Thankfully the Magneto story restores some of Hickman’s reputation. It features three characters very used to getting their own way, one from outside the current X-Men continuity despite an association, a monster unleashed and an enigmatic ending. Simplicity is again at the heart, but this engages and satisfies while Ramón Pérez conveys the beauty of an isolated island in the North Atlantic and the wildlife it hosts.

Rod Reis delivers more stunning art on the Fantomex story, which has him attempting to adjust something about the World. It’s a self-perpetuating artificial intelligence rather than the world as we know it, and Fantomex isn’t getting what he wants, so over the decades he leads familiar characters there as distractions in order to achieve his aim. While noting the Storm plot as the mild connection, it’s not the only one. Only Nightcrawler escapes heavy echoes of the game-changing X-Men stories Grant Morrison wrote, and the Fantomex piece explicitly recontextualises one of them, quite neatly and respectfully.

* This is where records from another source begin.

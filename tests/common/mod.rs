#![allow(dead_code)]

use fcimaps::{geometry::In3D, maps::FieldLineMaps};
use ndarray::prelude::*;
use std::path::{Path, PathBuf};
use tempfile::TempDir;

#[cfg(feature = "cli")]
use std::{ffi::OsString, iter};

#[macro_export]
macro_rules! def_test {
    (
        FILES[$($file_ident:ident = $file_str:expr),*]
        fn $name:ident $test_body:expr
    ) => {
        #[test]
        fn $name() {
            let test = common::Test::new();

            $( let $file_ident = test.path($file_str); )*

            let test_body = |$( $file_ident: &std::path::Path, )*| $test_body;

            test_body($( $file_ident.as_path(), )*);
        }
    };
}

#[macro_export]
macro_rules! path_str {
    ($path:expr) => {
        $path.to_string_lossy().as_ref()
    };
}

#[cfg(feature = "cli")]
pub fn run<I, T>(args: I)
where
    I: IntoIterator<Item = T>,
    T: Into<OsString> + Clone,
{
    fcimaps::cli::run::run_with_args(
        iter::once(OsString::from("fcimaps")).chain(args.into_iter().map(Into::into)),
    );
}

pub fn assert_file_exists<P: AsRef<Path>>(file_path: P) {
    let file_path = file_path.as_ref();
    assert!(
        file_path.exists(),
        "File {} does not exist",
        file_path.to_string_lossy()
    );
}

pub fn assert_arrays_close<D: Dimension>(
    actual: &Array<f64, D>,
    expected: &Array<f64, D>,
    epsilon: f64,
) {
    assert_eq!(actual.shape(), expected.shape(), "Array shapes differ");
    for ((idx, &a), &e) in actual.indexed_iter().zip(expected.iter()) {
        assert!(
            (a - e).abs() <= epsilon,
            "Arrays differ at {:?}: {} != {}",
            idx,
            a,
            e
        );
    }
}

/// Maps for field lines that are shifted by the given number of cells in x
/// and z over each y-step.
pub fn shifted_maps(shape: In3D<usize>, x_shift: f64, z_shift: f64) -> FieldLineMaps<f64> {
    let shape = shape.to_tuple();
    FieldLineMaps::new(
        Array3::from_shape_fn(shape, |(i, _, _)| i as f64 + x_shift),
        Array3::from_shape_fn(shape, |(_, _, k)| k as f64 + z_shift),
    )
    .unwrap()
}

/// A smooth but otherwise arbitrary test field.
pub fn wavy_field(shape: In3D<usize>) -> Array3<f64> {
    Array3::from_shape_fn(shape.to_tuple(), |(i, j, k)| {
        (0.7 * i as f64).sin() + (1.3 * j as f64).cos() * (0.4 * k as f64 + 0.1).sqrt()
    })
}

pub struct Test {
    output_dir: TempDir,
}

impl Test {
    pub fn new() -> Self {
        let output_dir = tempfile::tempdir().expect("Could not create temporary directory");
        Self { output_dir }
    }

    pub fn path<S: AsRef<str>>(&self, file_name: S) -> PathBuf {
        self.output_dir.path().join(file_name.as_ref())
    }
}
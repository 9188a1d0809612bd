//! Command line interface.

pub mod build;
pub mod run;
pub mod upscale;
pub mod utils;
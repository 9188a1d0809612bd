//! Multilinear interpolation.

use super::{interp_tensor_product, IndexInterpolator, IndexInterpolatorConfig};
use crate::num::BFloat;
use ndarray::prelude::*;

/// An interpolator weighting the 2^N nodes of the grid cell containing the
/// interpolation point linearly along each axis.
#[derive(Clone, Debug, Default)]
pub struct LinearInterpolator {
    config: IndexInterpolatorConfig,
}

impl LinearInterpolator {
    /// Creates a new linear interpolator.
    pub fn new(config: IndexInterpolatorConfig) -> Self {
        Self { config }
    }
}

impl IndexInterpolator for LinearInterpolator {
    fn interp_at_fractional_indices<F: BFloat>(&self, values: &ArrayViewD<F>, indices: &[F]) -> F {
        interp_tensor_product(values, indices, &self.config.boundary_mode, 0, |t| {
            [F::one() - t, t]
        })
    }
}

#[cfg(test)]
mod tests {

    use super::*;
    use approx::assert_abs_diff_eq;

    #[test]
    fn linear_interpolation_is_exact_for_trilinear_functions() {
        let f = |x: f64, y: f64, z: f64| 1.0 + 2.0 * x - 0.5 * y + 3.0 * z + 0.25 * x * y * z;
        let values = Array3::from_shape_fn((5, 4, 3), |(i, j, k)| {
            f(i as f64, j as f64, k as f64)
        })
        .into_dyn();
        let interpolator = LinearInterpolator::default();

        for &(x, y, z) in &[(0.0, 0.0, 0.0), (1.3, 2.7, 0.4), (3.99, 0.01, 1.5), (4.0, 3.0, 2.0)] {
            assert_abs_diff_eq!(
                interpolator.interp_at_fractional_indices(&values.view(), &[x, y, z]),
                f(x, y, z),
                epsilon = 1e-12
            );
        }
    }

    #[test]
    fn single_node_axes_are_supported() {
        let values = Array2::from_shape_fn((1, 3), |(_, k)| k as f32).into_dyn();
        let interpolator = LinearInterpolator::default();
        assert_abs_diff_eq!(
            interpolator.interp_at_fractional_indices(&values.view(), &[0.0, 1.25]),
            1.25
        );
    }
}
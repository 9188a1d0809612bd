//! Increasing the y-resolution of fields by interpolating along field lines.

use crate::{
    error::FciError,
    field::reconcile_field_shape,
    geometry::Point2,
    interpolation::{linear::LinearInterpolator, map_coordinates, IndexInterpolator},
    io::Verbosity,
    maps::FieldLineMaps,
    num::{lerp, BFloat},
    scattered::griddata,
};
use indicatif::ParallelProgressIterator;
use ndarray::prelude::*;
use rayon::prelude::*;

/// Configuration parameters for field line upscaling.
#[derive(Clone, Debug)]
pub struct UpscalerConfig {
    /// Number of output y-slices per input y-slice.
    pub upscale_factor: usize,
    /// Value assigned to output nodes outside the convex hull of the sample points in their slice.
    pub fill_value: f64,
}

impl UpscalerConfig {
    pub const DEFAULT_UPSCALE_FACTOR: usize = 4;
    pub const DEFAULT_FILL_VALUE: f64 = 0.0;

    /// Checks that the configuration parameter values are valid.
    pub fn validate(&self) -> Result<(), FciError> {
        if self.upscale_factor == 0 {
            return Err(FciError::InvalidParameter(
                "Upscale factor must be at least 1".to_string(),
            ));
        }
        if self.fill_value.is_nan() {
            return Err(FciError::InvalidParameter(
                "Fill value must be a number".to_string(),
            ));
        }
        Ok(())
    }
}

impl Default for UpscalerConfig {
    fn default() -> Self {
        UpscalerConfig {
            upscale_factor: Self::DEFAULT_UPSCALE_FACTOR,
            fill_value: Self::DEFAULT_FILL_VALUE,
        }
    }
}

/// Field values and index space positions sampled at regular parameter values
/// along the field line segments between neighbouring y-slices.
///
/// All arrays have shape (upscale_factor, nx, ny, nz), where the first index `k`
/// corresponds to the parameter value `k/upscale_factor` along the segment
/// starting at node (i, j, l).
#[derive(Clone, Debug)]
pub struct FieldLineSamples<F: BFloat> {
    values: Array4<F>,
    x_indices: Array4<F>,
    z_indices: Array4<F>,
}

impl<F: BFloat> FieldLineSamples<F> {
    pub fn upscale_factor(&self) -> usize {
        self.values.len_of(Axis(0))
    }

    pub fn values(&self) -> &Array4<F> {
        &self.values
    }

    pub fn x_indices(&self) -> &Array4<F> {
        &self.x_indices
    }

    pub fn z_indices(&self) -> &Array4<F> {
        &self.z_indices
    }

    /// Rearranges the samples into arrays of shape (nx, upscale_factor*ny, nz), so
    /// that sample `k` of the segment starting in y-slice `j` ends up in output
    /// y-slice `j*upscale_factor + k`.
    pub fn into_output_slices(self) -> (Array3<F>, Array3<F>, Array3<F>) {
        (
            twizzle(&self.values),
            twizzle(&self.x_indices),
            twizzle(&self.z_indices),
        )
    }
}

/// Upscales fields in the y-direction by sampling them along field lines and
/// regridding the samples in each new y-slice.
#[derive(Clone, Debug)]
pub struct FieldLineUpscaler<I: IndexInterpolator> {
    config: UpscalerConfig,
    interpolator: I,
}

impl<I: IndexInterpolator> FieldLineUpscaler<I> {
    /// Creates a new upscaler using the given interpolator for evaluating the
    /// field at the field line end points.
    pub fn new(config: UpscalerConfig, interpolator: I) -> Self {
        Self {
            config,
            interpolator,
        }
    }

    pub fn config(&self) -> &UpscalerConfig {
        &self.config
    }

    /// Samples the field, and the x- and z-indices, at `upscale_factor` evenly
    /// spaced points along each forward field line segment, starting at the
    /// segment's start node.
    ///
    /// The field must already have the shape of the maps.
    pub fn sample_along_field_lines<F: BFloat>(
        &self,
        field: ArrayView3<F>,
        maps: &FieldLineMaps<F>,
    ) -> Result<FieldLineSamples<F>, FciError> {
        self.config.validate()?;

        let (nx, ny, nz) = maps.shape().to_tuple();
        if field.dim() != (nx, ny, nz) {
            return Err(FciError::ShapeMismatch {
                field: field.shape().to_vec(),
                grid: vec![nx, ny, nz],
            });
        }
        let xt_prime = maps.forward_xt_prime();
        let zt_prime = maps.forward_zt_prime();

        let next_y_indices =
            Array3::from_shape_fn((nx, ny, nz), |(_, j, _)| F::from_index((j + 1) % ny));

        let field_prime = map_coordinates(
            field,
            &[xt_prime.view(), next_y_indices.view(), zt_prime.view()],
            &self.interpolator,
        )?;

        let factor = F::from_index(self.config.upscale_factor);
        let shape = (self.config.upscale_factor, nx, ny, nz);
        let param = |k: usize| F::from_index(k) / factor;

        let values = Array4::from_shape_fn(shape, |(k, i, j, l)| {
            lerp(field[[i, j, l]], field_prime[[i, j, l]], param(k))
        });
        let x_indices = Array4::from_shape_fn(shape, |(k, i, j, l)| {
            lerp(F::from_index(i), xt_prime[[i, j, l]], param(k))
        });
        let z_indices = Array4::from_shape_fn(shape, |(k, i, j, l)| {
            lerp(F::from_index(l), zt_prime[[i, j, l]], param(k))
        });

        Ok(FieldLineSamples {
            values,
            x_indices,
            z_indices,
        })
    }

    /// Computes the upscaled version of the given field.
    ///
    /// # Parameters
    ///
    /// - `field`: Field to upscale. Must either have the shape of the maps, or
    ///   contain the same number of elements in reversed axis order.
    /// - `maps`: Forward field line maps.
    /// - `verbosity`: Whether and how to report progress.
    ///
    /// # Returns
    ///
    /// A `Result` which is either:
    ///
    /// - `Ok`: Contains the upscaled field, with shape (nx, upscale_factor*ny, nz).
    /// - `Err`: Contains an `FciError` for invalid parameters, incompatible shapes or
    ///   a y-slice where regridding failed. The lowest failing slice is reported.
    ///
    /// # Type parameters
    ///
    /// - `F`: Floating point type of the field data.
    /// - `D`: Dimensionality of the input field array.
    pub fn upscale_field<F, D>(
        &self,
        field: ArrayView<F, D>,
        maps: &FieldLineMaps<F>,
        verbosity: &Verbosity,
    ) -> Result<Array3<F>, FciError>
    where
        F: BFloat,
        D: Dimension,
    {
        self.config.validate()?;
        let fill_value = F::from_f64(self.config.fill_value).ok_or_else(|| {
            FciError::InvalidParameter(format!(
                "Fill value {} is not representable",
                self.config.fill_value
            ))
        })?;

        let shape = maps.shape();
        let field = reconcile_field_shape(field, &shape)?;

        if verbosity.print_messages() {
            println!(
                "Sampling field along field lines with upscale factor {}",
                self.config.upscale_factor
            );
        }
        let samples = self.sample_along_field_lines(field.view(), maps)?;
        let (values, x_indices, z_indices) = samples.into_output_slices();

        let (nx, n_slices, nz) = values.dim();
        let x_coords = Array1::from_shape_fn(nx, F::from_index);
        let z_coords = Array1::from_shape_fn(nz, F::from_index);

        if verbosity.print_messages() {
            println!("Regridding {} y-slices", n_slices);
        }

        let mut upscaled_field = Array3::zeros((nx, n_slices, nz));

        let slice_results: Vec<Result<(), FciError>> = upscaled_field
            .axis_iter_mut(Axis(1))
            .into_par_iter()
            .enumerate()
            .progress_with(verbosity.create_progress_bar(n_slices))
            .map(|(slice, mut output)| -> Result<(), FciError> {
                let x_slice = x_indices.index_axis(Axis(1), slice);
                let z_slice = z_indices.index_axis(Axis(1), slice);
                let points: Vec<_> = x_slice
                    .iter()
                    .zip(z_slice.iter())
                    .map(|(&x, &z)| Point2::new(x, z))
                    .collect();
                let slice_values: Vec<_> =
                    values.index_axis(Axis(1), slice).iter().cloned().collect();

                let regridded = griddata(
                    &points,
                    &slice_values,
                    x_coords.view(),
                    z_coords.view(),
                    fill_value,
                )
                .map_err(|source| FciError::InterpolationFailure { slice, source })?;

                output.assign(&regridded);
                Ok(())
            })
            .collect();

        slice_results.into_iter().collect::<Result<(), _>>()?;

        Ok(upscaled_field)
    }
}

/// Upscales the given field by the given factor along the forward field line maps,
/// using linear interpolation and a fill value of zero.
pub fn upscale<F, D>(
    field: ArrayView<F, D>,
    maps: &FieldLineMaps<F>,
    upscale_factor: usize,
    verbosity: &Verbosity,
) -> Result<Array3<F>, FciError>
where
    F: BFloat,
    D: Dimension,
{
    FieldLineUpscaler::new(
        UpscalerConfig {
            upscale_factor,
            ..UpscalerConfig::default()
        },
        LinearInterpolator::default(),
    )
    .upscale_field(field, maps, verbosity)
}

/// Reindexes an array of shape (f, nx, ny, nz) into one of shape (nx, f*ny, nz),
/// with element [k, i, j, l] moved to [i, j*f + k, l].
fn twizzle<F: BFloat>(samples: &Array4<F>) -> Array3<F> {
    let (factor, nx, ny, nz) = samples.dim();
    Array3::from_shape_fn((nx, factor * ny, nz), |(i, jy, l)| {
        samples[[jy % factor, i, jy / factor, l]]
    })
}

#[cfg(test)]
mod tests {

    use super::*;
    use crate::geometry::In3D;
    use approx::assert_abs_diff_eq;

    #[test]
    fn twizzle_interleaves_samples_within_slices() {
        let samples = Array4::from_shape_fn((3, 2, 4, 2), |(k, i, j, l)| {
            (1000 * k + 100 * i + 10 * j + l) as f64
        });
        let twizzled = twizzle(&samples);
        assert_eq!(twizzled.dim(), (2, 12, 2));
        assert_eq!(twizzled[[1, 0, 1]], 101.0);
        assert_eq!(twizzled[[1, 1, 1]], 1101.0);
        assert_eq!(twizzled[[0, 5, 1]], 2011.0);
        assert_eq!(twizzled[[1, 11, 0]], 2130.0);
    }

    #[test]
    fn samples_are_evenly_spaced_along_segments() {
        let shape = In3D::new(3, 2, 3);
        let maps = FieldLineMaps::new(
            Array3::from_elem(shape.to_tuple(), 1.0),
            Array3::from_elem(shape.to_tuple(), 2.0),
        )
        .unwrap();
        let field = Array3::from_shape_fn(shape.to_tuple(), |(i, j, l)| (i + j + l) as f64);
        let upscaler = FieldLineUpscaler::new(
            UpscalerConfig {
                upscale_factor: 4,
                fill_value: 0.0,
            },
            LinearInterpolator::default(),
        );

        let samples = upscaler.sample_along_field_lines(field.view(), &maps).unwrap();
        assert_eq!(samples.upscale_factor(), 4);
        assert_eq!(samples.values().dim(), (4, 3, 2, 3));

        // Segment from node (0, 1, 0) ends at (1, 0, 2), where the field is 3
        for k in 0..4 {
            let t = k as f64 / 4.0;
            assert_abs_diff_eq!(samples.x_indices()[[k, 0, 1, 0]], t, epsilon = 1e-12);
            assert_abs_diff_eq!(samples.z_indices()[[k, 0, 1, 0]], 2.0 * t, epsilon = 1e-12);
            assert_abs_diff_eq!(samples.values()[[k, 0, 1, 0]], 1.0 + 2.0 * t, epsilon = 1e-12);
        }
    }

    #[test]
    fn zero_upscale_factor_is_rejected_before_shape_checks() {
        let maps = FieldLineMaps::<f64>::straight(&In3D::new(3, 3, 3));
        let field = Array3::<f64>::zeros((2, 2, 2));
        assert!(matches!(
            upscale(field.view(), &maps, 0, &Verbosity::Quiet),
            Err(FciError::InvalidParameter(_))
        ));
    }
}
//! Interpolation with a cubic Hermite spline.

use super::{interp_tensor_product, IndexInterpolator, IndexInterpolatorConfig};
use crate::num::BFloat;
use ndarray::prelude::*;

/// An interpolator evaluating a tensor product of cubic Hermite splines.
///
/// Tangents are computed with centered finite differences, so along each axis
/// the interpolant passes through the nodes and uses the four nodes surrounding
/// the interpolation point. Nodes beyond the array edges are taken from the
/// boundary mode.
#[derive(Clone, Debug, Default)]
pub struct CubicHermiteSplineInterpolator {
    config: IndexInterpolatorConfig,
}

impl CubicHermiteSplineInterpolator {
    /// Creates a new cubic Hermite spline interpolator.
    pub fn new(config: IndexInterpolatorConfig) -> Self {
        Self { config }
    }

    fn hermite_basis_00<F: BFloat>(t: F) -> F {
        let two = F::one() + F::one();
        (F::one() + two * t) * (F::one() - t).powi(2)
    }

    fn hermite_basis_10<F: BFloat>(t: F) -> F {
        t * (F::one() - t).powi(2)
    }

    fn hermite_basis_01<F: BFloat>(t: F) -> F {
        let two = F::one() + F::one();
        t * t * (two + F::one() - two * t)
    }

    fn hermite_basis_11<F: BFloat>(t: F) -> F {
        t * t * (t - F::one())
    }

    /// Weights of the nodes at offsets -1, 0, 1 and 2 from the lower node of the cell.
    fn node_weights<F: BFloat>(t: F) -> [F; 4] {
        let half = F::from_f64(0.5).unwrap();
        let h00 = Self::hermite_basis_00(t);
        let h10 = Self::hermite_basis_10(t);
        let h01 = Self::hermite_basis_01(t);
        let h11 = Self::hermite_basis_11(t);
        [
            -half * h10,
            h00 - half * h11,
            h01 + half * h10,
            half * h11,
        ]
    }
}

impl IndexInterpolator for CubicHermiteSplineInterpolator {
    fn interp_at_fractional_indices<F: BFloat>(&self, values: &ArrayViewD<F>, indices: &[F]) -> F {
        interp_tensor_product(
            values,
            indices,
            &self.config.boundary_mode,
            -1,
            Self::node_weights,
        )
    }
}
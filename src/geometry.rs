//! Geometric utility objects.

use crate::num::BFloat;
use std::{
    fmt,
    ops::{Index, IndexMut},
};

/// Denotes the x-, y- or z-dimension.
#[derive(Clone, Copy, Debug, PartialEq, Eq)]
pub enum Dim3 {
    X = 0,
    Y = 1,
    Z = 2,
}

impl Dim3 {
    /// Creates an array for iterating over the x-, y- and z-dimensions.
    pub fn slice() -> [Self; 3] {
        [Self::X, Self::Y, Self::Z]
    }

    /// Creates an array for iterating over the two dimensions perpendicular
    /// to the field line direction.
    pub fn slice_perpendicular() -> [Self; 2] {
        [Self::X, Self::Z]
    }

    /// Returns the number of the dimension.
    pub fn num(self) -> usize {
        self as usize
    }
}

impl fmt::Display for Dim3 {
    fn fmt(&self, f: &mut fmt::Formatter<'_>) -> fmt::Result {
        write!(
            f,
            "{}",
            match self {
                Self::X => "x",
                Self::Y => "y",
                Self::Z => "z",
            }
        )
    }
}

use Dim3::{X, Y, Z};

/// Denotes the first or second dimension of a 2D plane.
///
/// For planes perpendicular to y, `Dim2::X` corresponds to x and
/// `Dim2::Y` corresponds to z.
#[derive(Clone, Copy, Debug, PartialEq, Eq)]
pub enum Dim2 {
    X = 0,
    Y = 1,
}

impl Dim2 {
    /// Creates an array for iterating over the x- and y-dimensions.
    pub fn slice() -> [Self; 2] {
        [Self::X, Self::Y]
    }
}

/// Represents any quantity with three dimensional components.
#[derive(Clone, Copy, Debug, PartialEq)]
pub struct In3D<T>([T; 3]);

impl<T> In3D<T> {
    /// Creates a new 3D quantity given the three components.
    pub fn new(x: T, y: T, z: T) -> Self {
        Self([x, y, z])
    }

    /// Creates a new 3D quantity by evaluating the given component
    /// constructor for each dimension.
    pub fn with_each_component<C>(create_component: C) -> Self
    where
        C: Fn(Dim3) -> T,
    {
        Self::new(
            create_component(X),
            create_component(Y),
            create_component(Z),
        )
    }

    /// Creates a new 3D quantity with the given value copied into all components.
    pub fn same(a: T) -> Self
    where
        T: Copy,
    {
        Self([a, a, a])
    }

    /// Creates a new tuple containing copies of the three components.
    pub fn to_tuple(&self) -> (T, T, T)
    where
        T: Copy,
    {
        (self[X], self[Y], self[Z])
    }
}

impl<T> Index<Dim3> for In3D<T> {
    type Output = T;
    fn index(&self, dim: Dim3) -> &Self::Output {
        &self.0[dim as usize]
    }
}

impl<T> IndexMut<Dim3> for In3D<T> {
    fn index_mut(&mut self, dim: Dim3) -> &mut Self::Output {
        &mut self.0[dim as usize]
    }
}

impl<T: fmt::Display> fmt::Display for In3D<T> {
    fn fmt(&self, f: &mut fmt::Formatter<'_>) -> fmt::Result {
        f.write_str("[")?;
        fmt::Display::fmt(&self[X], f)?;
        f.write_str(", ")?;
        fmt::Display::fmt(&self[Y], f)?;
        f.write_str(", ")?;
        fmt::Display::fmt(&self[Z], f)?;
        f.write_str("]")
    }
}

/// A 2D spatial coordinate.
#[derive(Clone, Copy, Debug, PartialEq)]
pub struct Point2<F>([F; 2]);

impl<F: BFloat> Point2<F> {
    /// Creates a new 2D point given the two components.
    pub fn new(x: F, y: F) -> Self {
        Self([x, y])
    }

    /// Whether both components are finite.
    pub fn is_finite(&self) -> bool {
        self.0[0].is_finite() && self.0[1].is_finite()
    }

    /// Returns a copy of the point shifted by the negative of the given offset.
    pub fn relative_to(&self, origin: &Self) -> Self {
        Self::new(self.0[0] - origin.0[0], self.0[1] - origin.0[1])
    }
}

impl<F: BFloat> Index<Dim2> for Point2<F> {
    type Output = F;
    fn index(&self, dim: Dim2) -> &Self::Output {
        &self.0[dim as usize]
    }
}

impl<F: BFloat> IndexMut<Dim2> for Point2<F> {
    fn index_mut(&mut self, dim: Dim2) -> &mut Self::Output {
        &mut self.0[dim as usize]
    }
}

/// Twice the signed area of the triangle (a, b, c).
///
/// Positive if the points are in counterclockwise order, negative if they are
/// clockwise and zero if they are colinear.
pub fn orientation<F: BFloat>(a: &Point2<F>, b: &Point2<F>, c: &Point2<F>) -> F {
    use Dim2::{X as U, Y as V};
    (b[U] - a[U]) * (c[V] - a[V]) - (b[V] - a[V]) * (c[U] - a[U])
}

/// Whether `p` lies strictly inside the circumcircle of the counterclockwise
/// triangle (a, b, c).
pub fn in_circumcircle<F: BFloat>(
    a: &Point2<F>,
    b: &Point2<F>,
    c: &Point2<F>,
    p: &Point2<F>,
) -> bool {
    use Dim2::{X as U, Y as V};

    let (adx, ady) = (a[U] - p[U], a[V] - p[V]);
    let (bdx, bdy) = (b[U] - p[U], b[V] - p[V]);
    let (cdx, cdy) = (c[U] - p[U], c[V] - p[V]);

    let det = (adx * adx + ady * ady) * (bdx * cdy - cdx * bdy)
        + (bdx * bdx + bdy * bdy) * (cdx * ady - adx * cdy)
        + (cdx * cdx + cdy * cdy) * (adx * bdy - bdx * ady);

    det > F::zero()
}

It leads into Storm’s story with Dauterman back on the art to produce his version of unreality. That looks nice enough in a less jagged Roger Dean type of way, but he’s not really stretching himself. And again, neither is Hickman. When the most innovative element is the good use of what might be presumed as a disposable extra there’s something wrong with the big picture.

Fans of the artists are likely to enjoy this more than fans of Hickman’s writing. There are brief moments of interest in every story, and Magneto’s appearance works in its entirety, but overall this isn’t the thrill it should have been.